Skyscrapers Of The Future
Categories: Daily Picture Show
02:48 pm

April 12, 2011
by MITO HABE-EVANS

In the future, we'll live in neighborhoods that sprawl in three dimensions, taking the subway vertically as well as horizontally to get to parks suspended between towers. Or we'll live underground in structures dedicated to harvesting geothermal energy — or perhaps we'll be able to unplug our homes from one location and plug in somewhere else, maybe closer to the air-purifying membrane that stretches across the sky.

Continued: http://www.npr.org/blogs/pictureshow/2011/04/12/135324809/skyscrapers-of-the-future

Sperm-Doll Setsuna
13th April 2011, 15:48
Disgusting. The future looks bleak with this sort of vile things.

Bright Banana Beard
13th April 2011, 16:53
I have to agree with Takayuki here, those shit is ugly and just attracts the eco-fascist.

manic expression
13th April 2011, 19:26
Disgusting. The future looks bleak with this sort of vile things.

I have to agree with Takayuki here, those shit is ugly and just attracts the eco-fascist.
I couldn't agree more. Buckminster Fuller strikes again. But the good thing is they're never going to get built because of gravity and/or general infeasibility. There's a quasi-cottage industry (http://www.amazon.com/Utopia-Forever-Visions-Architecture-Urbanism/dp/3899553357/ref=sr_1_1?ie=UTF8&qid=1302718606&sr=8-1) of this sort of stuff and almost all of the designs will inevitably stay on paper.

Ele'ill
13th April 2011, 20:03
Why is there such a hatred here towards alternative architecture?

Ligeia
13th April 2011, 20:04
Maybe I'm old-fashioned but I thought architecture not only had to be useful and practical but also eye-pleasing and giving a sense of place (e.g. comfortability for housing, relaxation and motivation for working...etc.).
This looks very symbolical.

Dr Mindbender
13th April 2011, 20:34
i actually like some of these concepts particularly the building incorporated into the dam. This serves 2 purposes, firstly to hold the water back and secondly to act as a home/workplace to people.
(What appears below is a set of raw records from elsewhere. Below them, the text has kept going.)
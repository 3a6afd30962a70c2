//! Page-granular copy-on-write versioning storage layer over an immutable
//! canonical file.
//!
//! An onion-backed file pairs a canonical data file with an append-only
//! `.onion` sidecar that records a sequence of revisions. Writes never touch
//! the canonical file; each revision's modified pages are appended to the
//! sidecar and indexed. Opening a given revision replays the canonical file
//! with that revision's page-level overlay applied on top.
//!
//! ```no_run
//! use onion_store::{OnionConfig, OnionHandle};
//!
//! # fn main() -> onion_store::Result<()> {
//! let path = std::path::Path::new("/tmp/example.dat");
//! let mut handle = OnionHandle::open_create_truncate(path, OnionConfig::new(4096, 0))?;
//! handle.write(0, b"hello")?;
//! handle.close()?;
//!
//! let mut handle = OnionHandle::open_read_only(path, OnionConfig::new(4096, 0))?;
//! assert_eq!(handle.read(0, 5)?, b"hello");
//! # Ok(())
//! # }
//! ```

pub mod archival_index;
pub mod backend;
pub mod checksum;
pub mod config;
pub mod diagnostics;
pub mod engine;
pub mod error;
pub mod format;
pub mod io;
pub mod merge;
pub mod read;
pub mod revision_index;
mod util;
pub mod write;

pub use backend::{sidecar_paths, BackendFactory, FileBackend, FileBackendFactory, RawBackend};
pub use config::{CreationFlags, OnionConfig, RevisionSelector, StoreTarget};
pub use engine::{OnionHandle, Stats};
pub use error::{CorruptReason, OnionError, Result};
pub use format::IndexEntry;
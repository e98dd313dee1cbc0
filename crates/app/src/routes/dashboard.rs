//! Dashboard route handler.

use askama::Template;
use askama_web::WebTemplate;
use axum::{
    Router,
    extract::{Query, State},
    response::{IntoResponse, Redirect, Response},
    routing::get,
};
use tracing::instrument;

use crate::error::PageError;
use crate::middleware::ShopContext;
use crate::sections::CATALOG;
use crate::services::themes::{self, ThemeStatus};
use crate::shopify::ThemeRole;
use crate::state::AppState;

/// Build the dashboard router.
pub fn router() -> Router<AppState> {
    Router::new()
        .route("/", get(root))
        .route("/app", get(index))
}

/// Catalog card view for templates.
#[derive(Debug, Clone)]
pub struct SectionCard {
    pub id: &'static str,
    pub name: &'static str,
    pub description: &'static str,
    pub installed: bool,
}

/// Theme option view for templates.
#[derive(Debug, Clone)]
pub struct ThemeOption {
    pub id: String,
    pub label: String,
    pub selected: bool,
}

impl From<&ThemeStatus> for ThemeOption {
    fn from(theme: &ThemeStatus) -> Self {
        Self {
            id: theme.id.to_string(),
            label: format!("{} ({})", theme.name, theme.role.as_str()),
            selected: theme.role == ThemeRole::Main,
        }
    }
}

/// Dashboard page template.
#[derive(Template, WebTemplate)]
#[template(path = "dashboard.html")]
pub struct DashboardTemplate {
    pub api_key: String,
    pub shop: String,
    pub embedded_query: String,
    pub sections: Vec<SectionCard>,
    pub themes: Vec<ThemeOption>,
}

/// GET / - Shopify opens the app URL; send it to the dashboard.
async fn root(Query(query): Query<Vec<(String, String)>>) -> Redirect {
    if query.is_empty() {
        return Redirect::to("/app");
    }
    let mut serializer = url::form_urlencoded::Serializer::new(String::new());
    serializer.extend_pairs(query);
    Redirect::to(&format!("/app?{}", serializer.finish()))
}

/// GET /app - Catalog cards with activate and deactivate buttons.
///
/// # Errors
///
/// Redirects to the login page if the shop must reauthorize.
#[instrument(skip(state, ctx), fields(shop = %ctx.shop))]
pub async fn index(State(state): State<AppState>, ctx: ShopContext) -> Result<Response, PageError> {
    let listing = ctx
        .guard(themes::list(&ctx.admin, ctx.locks(), false).await)
        .await?;

    let sections = CATALOG
        .iter()
        .map(|s| SectionCard {
            id: s.id,
            name: s.name,
            description: s.description,
            installed: listing.installed_sections.iter().any(|id| id == s.id),
        })
        .collect();

    Ok(DashboardTemplate {
        api_key: state.config().shopify.api_key.clone(),
        shop: ctx.shop.to_string(),
        embedded_query: ctx.embedded_query(),
        sections,
        themes: listing.themes.iter().map(ThemeOption::from).collect(),
    }
    .into_response())
}
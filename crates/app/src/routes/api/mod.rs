//! JSON API called by the embedded dashboard.
//!
//! Every route authenticates with an App Bridge session token
//! (`Authorization: Bearer`).

pub mod section;
pub mod test_upload;
pub mod themes;

use axum::{
    Router,
    routing::{get, post},
};

use crate::state::AppState;

/// Build the complete API router.
pub fn router() -> Router<AppState> {
    Router::new()
        .route("/api/section", post(section::section))
        .route("/api/themes", get(themes::list))
        .route("/api/test-upload", post(test_upload::test_upload))
}
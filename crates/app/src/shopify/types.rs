//! Shopify Admin API domain types.
//!
//! These are the shapes the app works with after unwrapping REST envelopes
//! (`{"themes": [...]}`, `{"asset": {...}}`) and GraphQL payloads.

use serde::{Deserialize, Serialize};
use shopi_section_core::ThemeId;

/// Theme role as reported by the REST API.
#[derive(Debug, Clone, Copy, PartialEq, Eq, Serialize, Deserialize)]
#[serde(rename_all = "lowercase")]
pub enum ThemeRole {
    /// The published theme.
    Main,
    /// A theme in the library that is not published.
    Unpublished,
    /// A theme store demo.
    Demo,
    /// A development theme created by the CLI.
    Development,
    /// Any role this app does not know about.
    #[serde(other)]
    Other,
}

impl ThemeRole {
    /// Role name as Shopify spells it.
    #[must_use]
    pub const fn as_str(&self) -> &'static str {
        match self {
            Self::Main => "main",
            Self::Unpublished => "unpublished",
            Self::Demo => "demo",
            Self::Development => "development",
            Self::Other => "other",
        }
    }
}

/// A storefront theme.
#[derive(Debug, Clone, Serialize, Deserialize)]
pub struct Theme {
    /// Numeric theme ID.
    pub id: ThemeId,
    /// Theme name shown in the admin.
    pub name: String,
    /// Publication role.
    pub role: ThemeRole,
    /// True while Shopify is still unpacking an uploaded theme.
    #[serde(default)]
    pub processing: bool,
}

impl Theme {
    /// Whether this is the published theme.
    #[must_use]
    pub fn is_main(&self) -> bool {
        self.role == ThemeRole::Main
    }
}

/// A file stored in a theme.
#[derive(Debug, Clone, Serialize, Deserialize)]
pub struct Asset {
    /// Theme-relative path.
    pub key: String,
    /// Text content; absent for binary assets and in write responses.
    #[serde(default)]
    pub value: Option<String>,
    /// Theme the asset belongs to.
    #[serde(default)]
    pub theme_id: Option<ThemeId>,
    /// MIME type.
    #[serde(default)]
    pub content_type: Option<String>,
    /// Last modification time (ISO 8601).
    #[serde(default)]
    pub updated_at: Option<String>,
}

/// A stored metafield value with its optimistic-concurrency digest.
#[derive(Debug, Clone, PartialEq, Eq)]
pub struct Metafield {
    /// Raw string value (JSON for `json` metafields).
    pub value: String,
    /// Digest to pass back as `compareDigest` on the next write.
    pub compare_digest: Option<String>,
}

/// A shop-owned metafield lookup result.
#[derive(Debug, Clone)]
pub struct ShopMetafield {
    /// Shop GID, used as `ownerId` when writing.
    pub shop_id: String,
    /// The metafield, if it has ever been written.
    pub metafield: Option<Metafield>,
}

/// Precondition attached to a metafield write.
#[derive(Debug, Clone, PartialEq, Eq)]
pub enum WriteCondition {
    /// Overwrite whatever is stored.
    Unconditional,
    /// Only write if the metafield does not exist yet.
    Absent,
    /// Only write if the stored value still has this `compareDigest`.
    Digest(String),
}

impl WriteCondition {
    /// Condition matching a previous read.
    #[must_use]
    pub fn from_read(metafield: Option<&Metafield>) -> Self {
        match metafield {
            None => Self::Absent,
            Some(m) => m
                .compare_digest
                .clone()
                .map_or(Self::Unconditional, Self::Digest),
        }
    }

    /// Wire form of `compareDigest`: omitted, `null`, or a digest.
    #[must_use]
    pub fn compare_digest(&self) -> Option<Option<String>> {
        match self {
            Self::Unconditional => None,
            Self::Absent => Some(None),
            Self::Digest(d) => Some(Some(d.clone())),
        }
    }
}

/// Input for a single `metafieldsSet` entry.
#[derive(Debug, Clone)]
pub struct MetafieldWrite<'a> {
    /// Owner GID (the shop).
    pub owner_id: &'a str,
    /// Metafield namespace.
    pub namespace: &'a str,
    /// Metafield key.
    pub key: &'a str,
    /// Serialized JSON value.
    pub value: String,
    /// Precondition checked by Shopify before writing.
    pub condition: WriteCondition,
}
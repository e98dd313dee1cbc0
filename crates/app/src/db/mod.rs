//! Database operations for the app `PostgreSQL`.
//!
//! # Schema: `shopi_section`
//!
//! ## Tables
//!
//! - `shop_session` - Offline Shopify access tokens, one per installed shop
//! - `session` - Cookie sessions (OAuth state only)
//!
//! # Migrations
//!
//! Migrations are stored in `crates/app/migrations/` and run via:
//! ```bash
//! cargo run -p shopi-section-cli -- migrate
//! ```

pub mod sessions;

use std::time::Duration;

use async_trait::async_trait;
use secrecy::ExposeSecret;
use shopi_section_core::ShopDomain;
use sqlx::PgPool;
use sqlx::postgres::PgPoolOptions;
use thiserror::Error;

use crate::models::ShopSession;

pub use sessions::{MemorySessionStorage, PgSessionStorage};

/// Errors that can occur during repository operations.
#[derive(Debug, Error)]
pub enum RepositoryError {
    /// Database error from sqlx.
    #[error("database error: {0}")]
    Database(#[from] sqlx::Error),

    /// Data in the database is corrupted or invalid.
    #[error("data corruption: {0}")]
    DataCorruption(String),
}

/// Persistence for offline shop sessions.
///
/// The Postgres implementation backs the server; the in-memory one backs
/// tests and local tooling.
#[async_trait]
pub trait SessionStorage: Send + Sync {
    /// Load the session for a shop.
    async fn load(&self, shop: &ShopDomain) -> Result<Option<ShopSession>, RepositoryError>;

    /// Insert or replace the session for `session.shop`.
    async fn store(&self, session: &ShopSession) -> Result<(), RepositoryError>;

    /// Delete the session for a shop. Returns whether a row existed.
    async fn delete(&self, shop: &ShopDomain) -> Result<bool, RepositoryError>;

    /// All stored sessions, oldest first.
    async fn list(&self) -> Result<Vec<ShopSession>, RepositoryError>;

    /// Check the backing store is reachable.
    async fn ping(&self) -> Result<(), RepositoryError> {
        Ok(())
    }
}

/// Create a `PostgreSQL` connection pool with sensible defaults.
///
/// # Errors
///
/// Returns `sqlx::Error` if the connection cannot be established.
pub async fn create_pool(database_url: &secrecy::SecretString) -> Result<PgPool, sqlx::Error> {
    PgPoolOptions::new()
        .max_connections(10)
        .min_connections(1)
        .acquire_timeout(Duration::from_secs(10))
        .connect(database_url.expose_secret())
        .await
}
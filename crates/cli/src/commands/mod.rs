//! CLI command implementations.

pub mod migrate;
pub mod sections;
pub mod sessions;

use secrecy::SecretString;
use sqlx::PgPool;
use thiserror::Error;

/// Errors shared by the database-backed commands.
#[derive(Debug, Error)]
pub enum CommandError {
    /// Required environment variable is missing.
    #[error("Missing environment variable: {0}")]
    MissingEnvVar(&'static str),

    /// Database connection error.
    #[error("Database error: {0}")]
    Database(#[from] sqlx::Error),

    /// Migration error.
    #[error("Migration error: {0}")]
    Migration(#[from] sqlx::migrate::MigrateError),

    /// Stored session could not be read or written.
    #[error("Repository error: {0}")]
    Repository(#[from] shopi_section_app::db::RepositoryError),

    /// Shop domain did not parse.
    #[error("Invalid shop domain: {0}")]
    InvalidShop(String),

    /// No catalog section with that id.
    #[error("Unknown section: {0}")]
    UnknownSection(String),
}

/// Connect to the database named by `DATABASE_URL`.
async fn connect() -> Result<PgPool, CommandError> {
    dotenvy::dotenv().ok();

    let database_url = std::env::var("DATABASE_URL")
        .map(SecretString::from)
        .map_err(|_| CommandError::MissingEnvVar("DATABASE_URL"))?;

    tracing::info!("Connecting to database...");
    Ok(shopi_section_app::db::create_pool(&database_url).await?)
}
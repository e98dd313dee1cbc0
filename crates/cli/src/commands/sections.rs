//! Section catalog commands.

use shopi_section_app::sections::{self, CATALOG};

use super::CommandError;

/// Print the catalog.
pub fn list() {
    #[allow(clippy::print_stdout)]
    {
        for section in CATALOG {
            println!("{}\t{}\t{}", section.id, section.name, section.description);
        }
    }
}

/// Print the Liquid a section installs as, presets included.
///
/// # Errors
///
/// Returns an error if no section has that id.
pub fn show(id: &str) -> Result<(), CommandError> {
    let section =
        sections::lookup(id).ok_or_else(|| CommandError::UnknownSection(id.to_owned()))?;

    #[allow(clippy::print_stdout)]
    {
        println!("{}", section.liquid_with_presets());
    }
    Ok(())
}
//! Carousel slide data stored in the `carousel_data` shop metafield.

use std::collections::BTreeMap;

use serde::{Deserialize, Serialize};
use serde_json::Value;
use serde_with::rust::double_option;

/// Group used for values saved before slides were grouped.
pub const DEFAULT_GROUP: &str = "default";

/// One carousel slide.
///
/// Fields the app does not know about are kept so that saving never drops
/// data written by a newer theme block. Known fields distinguish absent
/// (`None`) from an explicit `null` (`Some(None)`) so both survive a save.
#[derive(Debug, Clone, Default, PartialEq, Serialize, Deserialize)]
#[serde(rename_all = "camelCase")]
pub struct Slide {
    #[serde(default, skip_serializing_if = "Option::is_none", with = "double_option")]
    pub title: Option<Option<String>>,
    #[serde(default, skip_serializing_if = "Option::is_none", with = "double_option")]
    pub subtitle: Option<Option<String>>,
    #[serde(default, skip_serializing_if = "Option::is_none", with = "double_option")]
    pub image_url: Option<Option<String>>,
    #[serde(default, skip_serializing_if = "Option::is_none", with = "double_option")]
    pub link: Option<Option<String>>,
    #[serde(flatten)]
    pub extra: BTreeMap<String, Value>,
}

impl Slide {
    #[must_use]
    pub fn title_text(&self) -> Option<&str> {
        self.title.as_ref().and_then(Option::as_deref)
    }

    #[must_use]
    pub fn subtitle_text(&self) -> Option<&str> {
        self.subtitle.as_ref().and_then(Option::as_deref)
    }

    #[must_use]
    pub fn link_text(&self) -> Option<&str> {
        self.link.as_ref().and_then(Option::as_deref)
    }
}

/// Slides keyed by carousel group id.
#[derive(Debug, Clone, Default, PartialEq, Serialize, Deserialize)]
#[serde(transparent)]
pub struct CarouselData(pub BTreeMap<String, Vec<Slide>>);

/// Accepted shapes of a stored or submitted value.
#[derive(Deserialize)]
#[serde(untagged)]
enum CarouselValue {
    Grouped(BTreeMap<String, Vec<Slide>>),
    Legacy(Vec<Slide>),
}

impl From<CarouselValue> for CarouselData {
    fn from(value: CarouselValue) -> Self {
        match value {
            CarouselValue::Grouped(groups) => Self(groups),
            CarouselValue::Legacy(slides) => {
                Self(BTreeMap::from([(DEFAULT_GROUP.to_string(), slides)]))
            }
        }
    }
}

impl CarouselData {
    /// Parse JSON submitted by the editor.
    ///
    /// A bare array of slides is accepted as the `default` group.
    ///
    /// # Errors
    ///
    /// Returns the parse error if `raw` is neither a group map nor a slide
    /// array.
    pub fn parse(raw: &str) -> Result<Self, serde_json::Error> {
        serde_json::from_str::<CarouselValue>(raw).map(Self::from)
    }

    /// Read a stored metafield value. Unreadable values load as empty.
    #[must_use]
    pub fn from_stored(raw: &str) -> Self {
        Self::parse(raw).unwrap_or_else(|e| {
            tracing::warn!(error = %e, "Stored carousel data is not valid JSON, treating as empty");
            Self::default()
        })
    }

    /// Serialize for storage.
    ///
    /// # Errors
    ///
    /// Returns an error if a slide holds a value that cannot be serialized.
    pub fn to_json(&self) -> Result<String, serde_json::Error> {
        serde_json::to_string(&self.0)
    }

    /// Whether there are no groups.
    #[must_use]
    pub fn is_empty(&self) -> bool {
        self.0.is_empty()
    }

    /// Total number of slides across groups.
    #[must_use]
    pub fn slide_count(&self) -> usize {
        self.0.values().map(Vec::len).sum()
    }
}

#[cfg(test)]
#[allow(clippy::unwrap_used)]
mod tests {
    use super::*;

    #[test]
    fn test_grouped_round_trip() {
        let raw = r#"{"home":[{"title":"A","imageUrl":"https://cdn/a.jpg","link":"/a","badge":"new"}],"sale":[]}"#;
        let data = CarouselData::parse(raw).unwrap();

        assert_eq!(data.slide_count(), 1);
        let first = &data.0["home"][0];
        assert_eq!(first.image_url, Some(Some("https://cdn/a.jpg".to_string())));
        assert_eq!(first.extra["badge"], "new");

        let reparsed = CarouselData::parse(&data.to_json().unwrap()).unwrap();
        assert_eq!(reparsed, data);
        assert_eq!(
            serde_json::from_str::<Value>(&data.to_json().unwrap()).unwrap(),
            serde_json::from_str::<Value>(raw).unwrap()
        );
    }

    #[test]
    fn test_explicit_nulls_survive_round_trip() {
        let raw = r#"{"g":[{"title":null,"subtitle":"x","imageUrl":"","link":"/a"},{"link":null}]}"#;
        let data = CarouselData::parse(raw).unwrap();

        let first = &data.0["g"][0];
        assert_eq!(first.title, Some(None));
        assert_eq!(first.title_text(), None);
        assert_eq!(first.image_url, Some(Some(String::new())));
        assert_eq!(data.0["g"][1].title, None);

        assert_eq!(
            serde_json::from_str::<Value>(&data.to_json().unwrap()).unwrap(),
            serde_json::from_str::<Value>(raw).unwrap()
        );
    }

    #[test]
    fn test_legacy_array_becomes_default_group() {
        let data = CarouselData::parse(r#"[{"title":"Only"}]"#).unwrap();
        assert_eq!(data.0.len(), 1);
        assert_eq!(data.0[DEFAULT_GROUP][0].title_text(), Some("Only"));
    }

    #[test]
    fn test_invalid_stored_value_is_empty() {
        assert!(CarouselData::from_stored("{not json").is_empty());
        assert!(CarouselData::from_stored("42").is_empty());
    }

    #[test]
    fn test_parse_rejects_scalars() {
        assert!(CarouselData::parse("\"text\"").is_err());
        assert!(CarouselData::parse("{\"group\": 1}").is_err());
    }
}
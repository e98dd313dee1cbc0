//! Shop session types.
//!
//! A shop session is the offline access token Shopify hands out at install
//! time. The cookie session only carries short-lived OAuth state.

use chrono::{DateTime, Utc};
use secrecy::SecretString;
use shopi_section_core::ShopDomain;

/// An installed shop and its offline access token.
///
/// Implements `Debug` manually to redact the access token.
#[derive(Clone)]
pub struct ShopSession {
    /// Session ID, always `offline_{shop}`.
    pub id: String,
    /// Shop the token belongs to.
    pub shop: ShopDomain,
    /// Offline Admin API access token.
    pub access_token: SecretString,
    /// Granted scopes.
    pub scopes: Vec<String>,
    /// When the shop first installed the app.
    pub created_at: DateTime<Utc>,
    /// When the token was last replaced.
    pub updated_at: DateTime<Utc>,
}

impl std::fmt::Debug for ShopSession {
    fn fmt(&self, f: &mut std::fmt::Formatter<'_>) -> std::fmt::Result {
        f.debug_struct("ShopSession")
            .field("id", &self.id)
            .field("shop", &self.shop)
            .field("access_token", &"[REDACTED]")
            .field("scopes", &self.scopes)
            .field("created_at", &self.created_at)
            .field("updated_at", &self.updated_at)
            .finish()
    }
}

impl ShopSession {
    /// Build a fresh session for a shop.
    #[must_use]
    pub fn new(shop: ShopDomain, access_token: SecretString, scope: &str) -> Self {
        let now = Utc::now();
        Self {
            id: Self::offline_id(&shop),
            shop,
            access_token,
            scopes: crate::config::parse_scopes(scope),
            created_at: now,
            updated_at: now,
        }
    }

    /// Session ID for a shop's offline token.
    #[must_use]
    pub fn offline_id(shop: &ShopDomain) -> String {
        format!("offline_{shop}")
    }

    /// Scopes joined the way Shopify reports them.
    #[must_use]
    pub fn scope(&self) -> String {
        self.scopes.join(",")
    }

    /// Whether the token was granted `scope`.
    ///
    /// `write_*` scopes imply the matching `read_*` scope.
    #[must_use]
    pub fn has_scope(&self, scope: &str) -> bool {
        self.scopes.iter().any(|granted| {
            granted == scope
                || scope
                    .strip_prefix("read_")
                    .is_some_and(|rest| granted.strip_prefix("write_") == Some(rest))
        })
    }
}

/// Cookie session keys.
pub mod keys {
    /// OAuth `state` nonce issued by `/auth/login`.
    pub const OAUTH_STATE: &str = "shopify_oauth_state";

    /// Shop the OAuth flow was started for.
    pub const OAUTH_SHOP: &str = "shopify_oauth_shop";
}
//! Carousel slide store (`shopi_section.carousel_data`).

use tracing::instrument;

use super::metafields::{CAROUSEL_DATA_KEY, MetafieldError, NAMESPACE};
use crate::models::CarouselData;
use crate::shopify::{MetafieldWrite, ShopAdmin, WriteCondition};

/// Load the shop's carousel data. A missing metafield loads as empty.
///
/// # Errors
///
/// Returns an error if the metafield cannot be read.
#[instrument(skip(admin), fields(shop = %admin.shop_domain()))]
pub async fn load(admin: &ShopAdmin) -> Result<CarouselData, MetafieldError> {
    let current = admin.shop_metafield(NAMESPACE, CAROUSEL_DATA_KEY).await?;
    Ok(current
        .metafield
        .map(|m| CarouselData::from_stored(&m.value))
        .unwrap_or_default())
}

/// Replace the shop's carousel data.
///
/// # Errors
///
/// Returns an error if Shopify rejects the write.
#[instrument(skip(admin, data), fields(shop = %admin.shop_domain(), slides = data.slide_count()))]
pub async fn save(admin: &ShopAdmin, data: &CarouselData) -> Result<(), MetafieldError> {
    let value = data.to_json()?;
    // The read only supplies the shop GID for ownerId
    let current = admin.shop_metafield(NAMESPACE, CAROUSEL_DATA_KEY).await?;

    admin
        .metafields_set(MetafieldWrite {
            owner_id: &current.shop_id,
            namespace: NAMESPACE,
            key: CAROUSEL_DATA_KEY,
            value,
            condition: WriteCondition::Unconditional,
        })
        .await?;

    tracing::info!("Carousel data saved");
    Ok(())
}
//! HTTP middleware stack.
//!
//! # Middleware Order (bottom to top in Router)
//!
//! 1. Sentry layer (capture errors)
//! 2. `TraceLayer` (request tracing)
//! 3. Session layer (tower-sessions, OAuth state only)
//! 4. Security headers (`frame-ancestors` for the embedded admin)
//!
//! Embedded routes authenticate per request with the [`ShopContext`]
//! extractor instead of a guard layer.

pub mod security_headers;
pub mod session;
pub mod shop;

pub use security_headers::{frame_ancestors, security_headers_middleware};
pub use session::{SessionLayerError, create_session_layer, session_layer};
pub use shop::{ShopContext, ShopRejection};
The views would be quite interesting, i wouldnt mind living in it.

Ele'ill
13th April 2011, 20:50
Maybe I'm old-fashioned but I thought architecture not only had to be useful and practical but also eye-pleasing and giving a sense of place (e.g. comfortability for housing, relaxation and motivation for working...etc.).
This looks very symbolical.

Those would be practical and a lot more eye pleasing than what we currently have.

Ligeia
13th April 2011, 21:36
Those would be practical and a lot more eye pleasing than what we currently have.
Probably more practical though I honestly don't know the obstacles which exist for building these kind of buildings (e.g. monetary reasons, physics, available space, organization...).
And whether something is eye-pleasing depends on the viewer. (Those buildings look a little bit menacing to me.)
But I agree, there are a lot of things that are not really nice to look at in the current building landscape or even to live in.

Also, space should be designed taking into considerations many factors like who's going to live/work in there, how's work,leisure and living structured in this society, and stuff like the physical environment (which is probably the factor mostly taken into account in those designs).

Jazzratt
13th April 2011, 21:42
I think it's laughable anyone would describe those buildings as "ugly" when we have such shining examples as this:
http://upload.wikimedia.org/wikipedia/commons/thumb/1/15/Belfast_houses_1981.jpg/770px-Belfast_houses_1981.jpg
to compare them too.

Magón
13th April 2011, 22:35
I like the circular building, that won 1st Place, but I think that giant filter in the middle of it would be kind of loud when it spun. And I like the Hopetel, the building design that's supposed to help with the homeless getting an actual home.

Impulse97
13th April 2011, 22:59
I think it's laughable anyone would describe those buildings as "ugly" when we have such shining examples as this:
http://upload.wikimedia.org/wikipedia/commons/thumb/1/15/Belfast_houses_1981.jpg/770px-Belfast_houses_1981.jpg
to compare them too.


Oh. I actually kinda liked this one...

Dr Mindbender
13th April 2011, 23:09
Oh. I actually kinda liked this one...

Spend a night on such an estate and post back a report please.

manic expression
13th April 2011, 23:21
I think it's laughable anyone would describe those buildings as "ugly" when we have such shining examples as this:

to compare them too.
Um, all the doors and windows are bricked up, so it's not exactly a fair comparison. It's kind of like comparing the broken-down Buick on the side of the road to some spaceship from a science fiction movie.

Lord Testicles
13th April 2011, 23:26
I don't see why people are being so hostile, most of those buildings look far better that what you see in your average town.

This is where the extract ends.